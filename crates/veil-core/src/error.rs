use std::fmt;
use std::path::PathBuf;

use thiserror::Error;

use crate::hotkey::HotkeyError;
use crate::window::Handle;

/// A boxed error type for platform plumbing (pipes, threads, process
/// management) where callers only report the failure.
pub type WindowResult<T> = Result<T, Box<dyn std::error::Error>>;

/// Errors produced by hide/show operations on a single window.
#[derive(Debug, Error)]
pub enum VeilError {
    /// The target is this process's own window. No OS call was made.
    #[error("refusing to act on own window \"{0}\"")]
    SelfTarget(String),

    /// The title is not in the hidden set. Nothing changed.
    #[error("no hidden window titled \"{0}\"")]
    NotFound(String),

    /// The recorded handle no longer names a window. The entry has
    /// already been dropped from the hidden set.
    #[error("window \"{title}\" ({handle}) no longer exists; removed from the hidden set")]
    StaleHandle { title: String, handle: Handle },

    /// No currently visible window has this title.
    #[error("no visible window titled \"{0}\"")]
    NoSuchWindow(String),

    #[error(transparent)]
    Os(#[from] OsError),

    #[error(transparent)]
    Persistence(#[from] PersistenceError),

    #[error(transparent)]
    Hotkey(#[from] HotkeyError),
}

impl VeilError {
    /// Informational outcomes that are reported to the user but are not
    /// faults (the window was closed while hidden).
    pub fn is_informational(&self) -> bool {
        matches!(self, Self::StaleHandle { .. })
    }
}

/// The OS visibility call that failed.
#[derive(Debug, Clone, Copy, PartialEq, Eq)]
pub enum OsOp {
    Hide,
    Show,
}

impl fmt::Display for OsOp {
    fn fmt(&self, f: &mut fmt::Formatter<'_>) -> fmt::Result {
        match self {
            Self::Hide => f.write_str("hide"),
            Self::Show => f.write_str("show"),
        }
    }
}

/// A hide or show system call failed.
#[derive(Debug, Clone, Error)]
#[error("{op} failed for window {handle}: {reason}")]
pub struct OsError {
    pub op: OsOp,
    pub handle: Handle,
    pub reason: String,
}

impl OsError {
    pub fn new(op: OsOp, handle: Handle, reason: impl Into<String>) -> Self {
        Self {
            op,
            handle,
            reason: reason.into(),
        }
    }
}

/// Reading or writing a state file failed.
#[derive(Debug, Error)]
pub enum PersistenceError {
    #[error("{}: {source}", path.display())]
    Io {
        path: PathBuf,
        #[source]
        source: std::io::Error,
    },

    #[error("{}: {source}", path.display())]
    Format {
        path: PathBuf,
        #[source]
        source: serde_json::Error,
    },

    /// An existing file that does not parse is never overwritten.
    #[error("{reason}; refusing to overwrite it")]
    Unparsable { path: PathBuf, reason: String },
}

impl PersistenceError {
    pub(crate) fn io(path: impl Into<PathBuf>, source: std::io::Error) -> Self {
        Self::Io {
            path: path.into(),
            source,
        }
    }

    pub(crate) fn format(path: impl Into<PathBuf>, source: serde_json::Error) -> Self {
        Self::Format {
            path: path.into(),
            source,
        }
    }
}

#[cfg(test)]
mod tests {
    use super::*;

    #[test]
    fn stale_handle_is_informational() {
        // Arrange
        let stale = VeilError::StaleHandle {
            title: "Notepad".into(),
            handle: Handle(7),
        };
        let missing = VeilError::NotFound("Notepad".into());

        // Act / Assert
        assert!(stale.is_informational());
        assert!(!missing.is_informational());
    }

    #[test]
    fn os_error_names_operation_and_handle() {
        // Arrange
        let err = OsError::new(OsOp::Show, Handle(0xFF), "access denied");

        // Act
        let text = err.to_string();

        // Assert
        assert_eq!(text, "show failed for window 0xFF: access denied");
    }
}
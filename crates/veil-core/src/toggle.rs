//! Global "hide all / restore all" state machine bound to the hotkey.
//!
//! `AllVisible --trigger--> AllHidden` hides every visible window except
//! this process's own and the excluded titles, capturing what it hid.
//! `AllHidden --trigger--> AllVisible` shows every captured window that
//! is still live and discards the capture.
//!
//! The state lives only in memory: a fresh process always starts in
//! `AllVisible`, whatever the desktop actually looks like.

use std::fmt;

use serde::{Deserialize, Serialize};

use crate::desktop::Desktop;
use crate::engine::Engine;
use crate::report::BatchReport;
use crate::window::WindowRef;

#[derive(Debug, Default, Clone, Copy, PartialEq, Eq, Serialize, Deserialize)]
#[serde(rename_all = "snake_case")]
pub enum ToggleState {
    #[default]
    AllVisible,
    AllHidden,
}

impl fmt::Display for ToggleState {
    fn fmt(&self, f: &mut fmt::Formatter<'_>) -> fmt::Result {
        match self {
            Self::AllVisible => f.write_str("all visible"),
            Self::AllHidden => f.write_str("all hidden"),
        }
    }
}

/// Result of one toggle trigger.
#[derive(Debug)]
pub struct ToggleOutcome {
    /// The state after the transition.
    pub state: ToggleState,
    pub report: BatchReport,
}

#[derive(Debug, Default)]
pub struct ToggleController {
    state: ToggleState,
    snapshot: Vec<WindowRef>,
    exclude: Vec<String>,
}

impl ToggleController {
    /// Creates a controller in `AllVisible` that never hides `exclude`d titles.
    pub fn new(exclude: Vec<String>) -> Self {
        Self {
            exclude,
            ..Self::default()
        }
    }

    pub fn state(&self) -> ToggleState {
        self.state
    }

    /// Windows hidden by the last hide-all, empty while `AllVisible`.
    pub fn snapshot(&self) -> &[WindowRef] {
        &self.snapshot
    }

    /// Runs the transition out of the current state.
    pub fn trigger<D: Desktop>(&mut self, engine: &Engine<'_, D>) -> ToggleOutcome {
        let report = match self.state {
            ToggleState::AllVisible => {
                let (hidden, report) = hide_all(engine, &self.exclude);
                self.snapshot = hidden;
                self.state = ToggleState::AllHidden;
                report
            }
            ToggleState::AllHidden => {
                let snapshot = std::mem::take(&mut self.snapshot);
                self.state = ToggleState::AllVisible;
                restore_all(engine, &snapshot, false)
            }
        };

        crate::log_info!(
            "Toggle -> {}: {}",
            self.state,
            report.summary(match self.state {
                ToggleState::AllHidden => "hidden",
                ToggleState::AllVisible => "restored",
            })
        );

        ToggleOutcome {
            state: self.state,
            report,
        }
    }

    /// Restores a pending bulk hide, if any. Used on shutdown so
    /// bulk-hidden windows are never left behind.
    pub fn restore_pending<D: Desktop>(&mut self, engine: &Engine<'_, D>) -> Option<BatchReport> {
        match self.state {
            ToggleState::AllVisible => None,
            ToggleState::AllHidden => Some(self.trigger(engine).report),
        }
    }
}

/// Hides every visible window except self and `exclude`d titles.
///
/// Returns the windows actually hidden, in enumeration order.
pub fn hide_all<D: Desktop>(
    engine: &Engine<'_, D>,
    exclude: &[String],
) -> (Vec<WindowRef>, BatchReport) {
    let mut report = BatchReport::default();

    for window in engine.desktop().visible_windows() {
        if engine.is_self(&window) {
            continue;
        }
        if exclude.iter().any(|t| *t == window.title) {
            report.skipped.push(window);
            continue;
        }
        match engine.conceal(&window) {
            Ok(()) => report.succeeded.push(window),
            Err(e) => report.fail(window, e),
        }
    }

    (report.succeeded.clone(), report)
}

/// Shows every window in `windows` that is still live.
///
/// With `require_title_match`, a live handle whose current title differs
/// from the recorded one is also skipped: after a restart that handle
/// most likely belongs to a different window.
pub fn restore_all<D: Desktop>(
    engine: &Engine<'_, D>,
    windows: &[WindowRef],
    require_title_match: bool,
) -> BatchReport {
    let desktop = engine.desktop();
    let mut report = BatchReport::default();

    for window in windows {
        if !desktop.is_live(window.handle) {
            crate::log_info!("{window} closed while hidden, skipping");
            report.skipped.push(window.clone());
            continue;
        }
        if require_title_match
            && desktop.title(window.handle).as_deref() != Some(window.title.as_str())
        {
            crate::log_info!("{window} handle now names another window, skipping");
            report.skipped.push(window.clone());
            continue;
        }
        match engine.reveal(window) {
            Ok(()) => report.succeeded.push(window.clone()),
            Err(e) => report.fail(window.clone(), e),
        }
    }

    report
}
use serde::{Deserialize, Serialize};

use crate::store::{EntryStatus, HiddenEntry, HiddenId, HideOrigin};
use crate::window::{Handle, WindowRef};

/// The named pipe path used for IPC between CLI and daemon.
pub const PIPE_NAME: &str = r"\\.\pipe\veil";

/// A command sent from the CLI to the daemon.
///
/// These are serialized as JSON and sent over the named pipe.
#[derive(Debug, Clone, PartialEq, Serialize, Deserialize)]
#[serde(tag = "command")]
pub enum Command {
    /// Request the daemon to stop.
    Stop,
    /// Request the daemon's current status.
    Status,
    /// Hide the visible window with this title.
    Hide { title: String },
    /// Show the hidden window with this title.
    Show { title: String },
    /// Show the hidden entry with this id, as listed by `hidden`.
    ShowId { id: HiddenId },
    /// Run the bulk hide/restore toggle, as the hotkey would.
    Toggle,
    /// Run one auto-hide scan now instead of waiting for the next tick.
    Scan,
    /// List currently visible windows.
    Windows,
    /// List the hidden set with live status.
    Hidden,
    /// Rebind the toggle hotkey and save it to the config file.
    SetHotkey { hotkey: String },
}

/// A response sent from the daemon back to the CLI.
#[derive(Debug, Serialize, Deserialize)]
pub struct Response {
    /// Whether the command succeeded.
    pub status: ResponseStatus,
    /// Optional human-readable message.
    #[serde(skip_serializing_if = "Option::is_none")]
    pub message: Option<String>,
    /// Window listing for `Windows` and `Hidden`.
    #[serde(default, skip_serializing_if = "Vec::is_empty")]
    pub windows: Vec<WindowInfo>,
}

/// Status of a daemon response.
#[derive(Debug, Serialize, Deserialize, PartialEq)]
#[serde(rename_all = "lowercase")]
pub enum ResponseStatus {
    Ok,
    Error,
}

/// One row of a window listing.
#[derive(Debug, Clone, PartialEq, Serialize, Deserialize)]
pub struct WindowInfo {
    pub handle: Handle,
    pub title: String,
    #[serde(default, skip_serializing_if = "Option::is_none")]
    pub id: Option<HiddenId>,
    #[serde(default, skip_serializing_if = "Option::is_none")]
    pub origin: Option<HideOrigin>,
    #[serde(default, skip_serializing_if = "Option::is_none")]
    pub state: Option<EntryStatus>,
}

impl From<&WindowRef> for WindowInfo {
    fn from(window: &WindowRef) -> Self {
        Self {
            handle: window.handle,
            title: window.title.clone(),
            id: None,
            origin: None,
            state: None,
        }
    }
}

impl WindowInfo {
    pub fn hidden(entry: &HiddenEntry, state: EntryStatus) -> Self {
        Self {
            id: Some(entry.id),
            origin: Some(entry.origin),
            state: Some(state),
            ..Self::from(&entry.window)
        }
    }
}

impl Response {
    /// Creates a successful response with no message.
    pub fn ok() -> Self {
        Self {
            status: ResponseStatus::Ok,
            message: None,
            windows: Vec::new(),
        }
    }

    /// Creates a successful response with a message.
    pub fn ok_with_message(message: impl Into<String>) -> Self {
        Self {
            message: Some(message.into()),
            ..Self::ok()
        }
    }

    /// Creates an error response with a message.
    pub fn error(message: impl Into<String>) -> Self {
        Self {
            status: ResponseStatus::Error,
            message: Some(message.into()),
            windows: Vec::new(),
        }
    }

    /// Creates a successful response carrying a window listing.
    pub fn with_windows(windows: Vec<WindowInfo>) -> Self {
        Self {
            windows,
            ..Self::ok()
        }
    }
}
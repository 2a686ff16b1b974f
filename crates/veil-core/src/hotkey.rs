//! The global toggle hotkey: its textual form and the unregister-then-
//! register rebind sequence.
//!
//! Platform crates provide a [`HotkeyRegistrar`]; [`HotkeyBinding`]
//! owns the rebind ordering so it can be tested without an OS.

use std::fmt;
use std::str::FromStr;

use serde::{Deserialize, Serialize};
use thiserror::Error;

/// Keyboard modifier keys.
#[derive(Debug, Clone, Copy, PartialEq, Eq, Serialize, Deserialize)]
#[serde(rename_all = "lowercase")]
pub enum Modifier {
    Alt,
    Shift,
    Ctrl,
    Win,
}

impl Modifier {
    fn parse(s: &str) -> Option<Self> {
        match s {
            "alt" => Some(Self::Alt),
            "shift" => Some(Self::Shift),
            "ctrl" | "control" => Some(Self::Ctrl),
            "win" | "super" | "windows" => Some(Self::Win),
            _ => None,
        }
    }

    fn as_str(self) -> &'static str {
        match self {
            Self::Alt => "alt",
            Self::Shift => "shift",
            Self::Ctrl => "ctrl",
            Self::Win => "win",
        }
    }
}

#[derive(Debug, Clone, Error, PartialEq, Eq)]
pub enum HotkeyError {
    #[error("invalid hotkey \"{0}\": expected modifiers and one key, e.g. \"ctrl+alt+h\"")]
    InvalidFormat(String),
    #[error("unknown key name \"{0}\"")]
    UnknownKey(String),
    #[error("could not register hotkey \"{0}\" (already taken by another program?)")]
    RegistrationFailed(String),
}

/// A key combination such as `ctrl+alt+h`.
///
/// Parsing is case-insensitive and order-insensitive for modifiers; the
/// canonical text form lists modifiers in ctrl, alt, shift, win order.
#[derive(Debug, Clone, PartialEq, Eq)]
pub struct Hotkey {
    pub modifiers: Vec<Modifier>,
    pub key: String,
}

impl FromStr for Hotkey {
    type Err = HotkeyError;

    fn from_str(s: &str) -> Result<Self, Self::Err> {
        let normalized = s.trim().to_ascii_lowercase();
        let parts: Vec<&str> = normalized.split('+').map(str::trim).collect();
        let invalid = || HotkeyError::InvalidFormat(s.trim().to_string());

        let Some((key, mods)) = parts.split_last() else {
            return Err(invalid());
        };
        if key.is_empty() || Modifier::parse(key).is_some() {
            return Err(invalid());
        }

        let mut modifiers = Vec::new();
        for m in mods {
            let modifier = Modifier::parse(m).ok_or_else(invalid)?;
            if !modifiers.contains(&modifier) {
                modifiers.push(modifier);
            }
        }
        if modifiers.is_empty() {
            return Err(invalid());
        }

        const ORDER: [Modifier; 4] = [Modifier::Ctrl, Modifier::Alt, Modifier::Shift, Modifier::Win];
        modifiers.sort_by_key(|m| ORDER.iter().position(|o| o == m));

        Ok(Self {
            modifiers,
            key: key.to_string(),
        })
    }
}

impl fmt::Display for Hotkey {
    fn fmt(&self, f: &mut fmt::Formatter<'_>) -> fmt::Result {
        for m in &self.modifiers {
            write!(f, "{}+", m.as_str())?;
        }
        f.write_str(&self.key)
    }
}

/// Registers and unregisters one system-wide key combination.
pub trait HotkeyRegistrar {
    fn register(&mut self, hotkey: &Hotkey) -> Result<(), HotkeyError>;
    fn unregister(&mut self, hotkey: &Hotkey);
}

/// The single active toggle hotkey.
pub struct HotkeyBinding<R: HotkeyRegistrar> {
    registrar: R,
    current: Option<Hotkey>,
}

impl<R: HotkeyRegistrar> HotkeyBinding<R> {
    pub fn new(registrar: R) -> Self {
        Self {
            registrar,
            current: None,
        }
    }

    pub fn current(&self) -> Option<&Hotkey> {
        self.current.as_ref()
    }

    pub fn registrar(&self) -> &R {
        &self.registrar
    }

    /// Replaces the active combination with `hotkey`.
    ///
    /// The old combination is unregistered before the new one is
    /// registered. If registration fails the old one is put back and the
    /// error returned, so exactly one combination stays active.
    pub fn rebind(&mut self, hotkey: Hotkey) -> Result<(), HotkeyError> {
        if self.current.as_ref() == Some(&hotkey) {
            return Ok(());
        }

        if let Some(old) = &self.current {
            self.registrar.unregister(old);
        }

        if let Err(e) = self.registrar.register(&hotkey) {
            if let Some(old) = &self.current
                && let Err(restore) = self.registrar.register(old)
            {
                crate::log_error!("Lost hotkey {old} while rebinding: {restore}");
                self.current = None;
            }
            return Err(e);
        }

        crate::log_info!("Toggle hotkey bound to {hotkey}");
        self.current = Some(hotkey);
        Ok(())
    }

    /// Unregisters the active combination, if any.
    pub fn clear(&mut self) {
        if let Some(old) = self.current.take() {
            self.registrar.unregister(&old);
        }
    }
}

impl<R: HotkeyRegistrar> Drop for HotkeyBinding<R> {
    fn drop(&mut self) {
        self.clear();
    }
}

#[cfg(test)]
mod tests {
    use super::*;

    /// Tracks which combinations are live, like the OS would.
    #[derive(Default)]
    struct FakeRegistrar {
        active: Vec<String>,
        taken: Vec<String>,
    }

    impl HotkeyRegistrar for FakeRegistrar {
        fn register(&mut self, hotkey: &Hotkey) -> Result<(), HotkeyError> {
            let text = hotkey.to_string();
            if self.taken.contains(&text) {
                return Err(HotkeyError::RegistrationFailed(text));
            }
            self.active.push(text);
            Ok(())
        }

        fn unregister(&mut self, hotkey: &Hotkey) {
            let text = hotkey.to_string();
            self.active.retain(|h| *h != text);
        }
    }

    fn hk(s: &str) -> Hotkey {
        s.parse().unwrap()
    }

    #[test]
    fn parses_and_canonicalizes() {
        // Act
        let hotkey: Hotkey = " Alt+CTRL+H ".parse().unwrap();

        // Assert
        assert_eq!(hotkey.modifiers, vec![Modifier::Ctrl, Modifier::Alt]);
        assert_eq!(hotkey.key, "h");
        assert_eq!(hotkey.to_string(), "ctrl+alt+h");
    }

    #[test]
    fn rejects_malformed_strings() {
        // Assert
        assert!("h".parse::<Hotkey>().is_err());
        assert!("ctrl+alt".parse::<Hotkey>().is_err());
        assert!("ctrl++".parse::<Hotkey>().is_err());
        assert!("hyper+h".parse::<Hotkey>().is_err());
        assert!("".parse::<Hotkey>().is_err());
    }

    #[test]
    fn rebind_swaps_active_combination() {
        // Arrange
        let mut binding = HotkeyBinding::new(FakeRegistrar::default());
        binding.rebind(hk("ctrl+alt+h")).unwrap();

        // Act
        binding.rebind(hk("ctrl+alt+j")).unwrap();

        // Assert
        assert_eq!(binding.registrar().active, vec!["ctrl+alt+j".to_string()]);
        assert_eq!(binding.current(), Some(&hk("ctrl+alt+j")));
    }

    #[test]
    fn failed_rebind_keeps_old_combination() {
        // Arrange
        let registrar = FakeRegistrar {
            taken: vec!["ctrl+alt+j".into()],
            ..Default::default()
        };
        let mut binding = HotkeyBinding::new(registrar);
        binding.rebind(hk("ctrl+alt+h")).unwrap();

        // Act
        let result = binding.rebind(hk("ctrl+alt+j"));

        // Assert
        assert!(matches!(result, Err(HotkeyError::RegistrationFailed(_))));
        assert_eq!(binding.registrar().active, vec!["ctrl+alt+h".to_string()]);
        assert_eq!(binding.current(), Some(&hk("ctrl+alt+h")));
    }

    #[test]
    fn rebind_to_same_combination_is_noop() {
        // Arrange
        let mut binding = HotkeyBinding::new(FakeRegistrar::default());
        binding.rebind(hk("ctrl+alt+h")).unwrap();

        // Act
        binding.rebind(hk("alt+ctrl+h")).unwrap();

        // Assert
        assert_eq!(binding.registrar().active.len(), 1);
    }
}
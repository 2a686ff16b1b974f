use std::fmt;

use serde::{Deserialize, Serialize};

/// An opaque OS window identifier.
///
/// On Windows this is the numeric value of an `HWND`. The OS reuses
/// handle values after a window is destroyed, so a `Handle` is only a
/// lookup key: it never proves the window it once named still exists.
#[derive(Debug, Clone, Copy, PartialEq, Eq, Hash, PartialOrd, Ord, Serialize, Deserialize)]
#[serde(transparent)]
pub struct Handle(pub usize);

impl fmt::Display for Handle {
    fn fmt(&self, f: &mut fmt::Formatter<'_>) -> fmt::Result {
        write!(f, "0x{:X}", self.0)
    }
}

/// A window as observed at one point in time.
///
/// The title is captured when the window is enumerated and may be stale
/// by the time the reference is used.
#[derive(Debug, Clone, PartialEq, Eq, Serialize, Deserialize)]
pub struct WindowRef {
    pub handle: Handle,
    pub title: String,
}

impl WindowRef {
    pub fn new(handle: Handle, title: impl Into<String>) -> Self {
        Self {
            handle,
            title: title.into(),
        }
    }
}

impl fmt::Display for WindowRef {
    fn fmt(&self, f: &mut fmt::Formatter<'_>) -> fmt::Result {
        write!(f, "\"{}\" ({})", self.title, self.handle)
    }
}

#[cfg(test)]
mod tests {
    use super::*;

    #[test]
    fn handle_displays_as_hex() {
        // Assert
        assert_eq!(Handle(0x1A2B).to_string(), "0x1A2B");
    }

    #[test]
    fn handle_serializes_as_plain_number() {
        // Arrange
        let window = WindowRef::new(Handle(42), "Notepad");

        // Act
        let json = serde_json::to_string(&window).unwrap();

        // Assert
        assert_eq!(json, r#"{"handle":42,"title":"Notepad"}"#);
    }
}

----

Please copy the lines in the records above between the one holding "fn as_str(self) ->" and the one holding "pub enum HotkeyError", inclusive, exactly and with no other line.

Task response
    fn as_str(self) -> &'static str {
        match self {
            Self::Alt => "alt",
            Self::Shift => "shift",
            Self::Ctrl => "ctrl",
            Self::Win => "win",
        }
    }
}

#[derive(Debug, Clone, Error, PartialEq, Eq)]
pub enum HotkeyError {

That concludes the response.